-- Opening Marker --

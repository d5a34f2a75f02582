use std::sync::Arc;

use crate::time::Time;

/// Flags carried alongside a [`Packet`].
#[derive(Debug, Clone, Copy, PartialEq, Eq, Default)]
pub struct PacketFlags {
    /// Set iff the H.264 parser reported this access unit as a keyframe
    /// (an IDR slice).
    pub key_frame: bool,
}

/// A single access unit, reconstructed by the stream parser from the wire
/// framing, on its way to the decoder and/or recorder sinks.
///
/// The payload is reference-counted (`Arc<[u8]>`): constructing a [`Packet`]
/// allocates once, and every sink that needs to retain it past the lifetime
/// of a `push` call clones the `Arc` rather than copying bytes.
#[derive(Debug, Clone)]
pub struct Packet {
    payload: Arc<[u8]>,
    pts: Time,
    dts: Time,
    duration: Time,
    flags: PacketFlags,
}

impl Packet {
    /// Construct a new packet. The stream sets `pts` and `dts` to the same
    /// value, since the wire protocol carries only one timestamp per chunk
    /// (see `Stream`'s design note on PTS propagation).
    pub fn new(payload: Arc<[u8]>, pts: Time, dts: Time, flags: PacketFlags) -> Self {
        Self {
            payload,
            pts,
            dts,
            duration: Time::unset(),
            flags,
        }
    }

    /// Presentation timestamp, or unset for a config packet.
    pub fn pts(&self) -> Time {
        self.pts
    }

    /// Decode timestamp.
    pub fn dts(&self) -> Time {
        self.dts
    }

    /// Duration, if one has been inferred (only ever set by the recorder's
    /// writer thread on its private copy, never by the stream).
    pub fn duration(&self) -> Time {
        self.duration
    }

    /// Set the inferred duration. Used exclusively by the recorder writer
    /// thread's duration-inference step; packets handed to the decoder sink
    /// never have a duration set.
    pub fn set_duration(&mut self, duration: Time) {
        self.duration = duration;
    }

    /// The raw access-unit bytes.
    pub fn payload(&self) -> &[u8] {
        &self.payload
    }

    /// Byte size of the payload.
    pub fn size(&self) -> usize {
        self.payload.len()
    }

    /// Whether this packet carries a config payload (extradata) rather than
    /// frame data. A config packet always has an unset PTS.
    pub fn is_config(&self) -> bool {
        !self.pts.has_value()
    }

    /// Whether the H.264 parser reported this access unit as a keyframe.
    pub fn key_frame(&self) -> bool {
        self.flags.key_frame
    }
}

#[cfg(test)]
mod tests {
    use super::*;

    #[test]
    fn config_packet_has_unset_pts() {
        let packet = Packet::new(
            Arc::from(&b"\x67"[..]),
            Time::unset(),
            Time::unset(),
            PacketFlags::default(),
        );
        assert!(packet.is_config());
    }

    #[test]
    fn data_packet_with_pts_is_not_config() {
        let packet = Packet::new(
            Arc::from(&b"\xaa"[..]),
            Time::micros(1_000),
            Time::micros(1_000),
            PacketFlags { key_frame: true },
        );
        assert!(!packet.is_config());
        assert!(packet.key_frame());
    }
}
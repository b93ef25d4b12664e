// ── Core error types ──
//
// Hard failures of the reconcilers. Soft remote failures of a mutating call
// never show up here: they are logged and surface as `Rejected` outcomes or
// `false`. A refused existence listing is hard (`ListingRefused`), since
// acting on it could duplicate a remote entity. The `From<mistly_api::Error>` impl
// translates transport-layer errors into domain-appropriate variants.

use thiserror::Error;

/// Unified error type for the core crate.
#[derive(Debug, Error)]
pub enum CoreError {
    // ── Configuration errors ─────────────────────────────────────────
    #[error("Missing required configuration field: {field}")]
    MissingField { field: String },

    #[error("Invalid {field}: {reason}")]
    Validation { field: String, reason: String },

    #[error("No {field} configured (set {env} or '{field}' in the configuration document)")]
    NoCredentials { field: String, env: String },

    // ── Entity state errors ──────────────────────────────────────────
    #[error("{kind} '{key}' does not exist on the Mist cloud")]
    NotFound { kind: String, key: String },

    #[error("AP {mac} does not belong to a site")]
    NotAssigned { mac: String },

    /// The listing that decides existence came back empty-handed, so
    /// whether the entity exists is unknown.
    #[error("Could not look up {kind} '{key}': the Mist cloud refused the listing")]
    ListingRefused { kind: String, key: String },

    #[error("{kind} '{key}' was deleted; this handle can no longer be used")]
    HandleRetired { kind: String, key: String },

    // ── Remote errors (wrapped, not exposed raw) ─────────────────────
    #[error("Authentication failed: {message}")]
    AuthenticationFailed { message: String },

    #[error("Cannot reach the Mist cloud at {url}: {reason}")]
    ConnectionFailed { url: String, reason: String },

    #[error("API error: {message}")]
    Api { message: String },
}

impl CoreError {
    pub(crate) fn missing(field: impl Into<String>) -> Self {
        Self::MissingField {
            field: field.into(),
        }
    }

    /// Whether this error comes from local configuration rather than the cloud.
    pub fn is_config(&self) -> bool {
        matches!(
            self,
            Self::MissingField { .. } | Self::Validation { .. } | Self::NoCredentials { .. }
        )
    }
}

// ── Conversion from transport-layer errors ───────────────────────────

impl From<mistly_api::Error> for CoreError {
    fn from(err: mistly_api::Error) -> Self {
        match err {
            mistly_api::Error::Authentication { message } => {
                CoreError::AuthenticationFailed { message }
            }
            mistly_api::Error::TokenNotAcquired => CoreError::AuthenticationFailed {
                message: "no ephemeral API token has been acquired".into(),
            },
            mistly_api::Error::Transport(ref e) if e.is_timeout() || e.is_connect() => {
                CoreError::ConnectionFailed {
                    url: e
                        .url()
                        .map_or_else(|| "<unknown>".into(), ToString::to_string),
                    reason: e.to_string(),
                }
            }
            mistly_api::Error::UnknownRegion(region) => CoreError::Validation {
                field: "cloud".into(),
                reason: format!("unknown region '{region}'"),
            },
            other => CoreError::Api {
                message: other.to_string(),
            },
        }
    }
}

-- Closing Marker --

◆ **The task**:
The expected output is each line of the records above that includes the word "inferred".

◆ **Reply**:
    /// Duration, if one has been inferred (only ever set by the recorder's
    /// Set the inferred duration. Used exclusively by the recorder writer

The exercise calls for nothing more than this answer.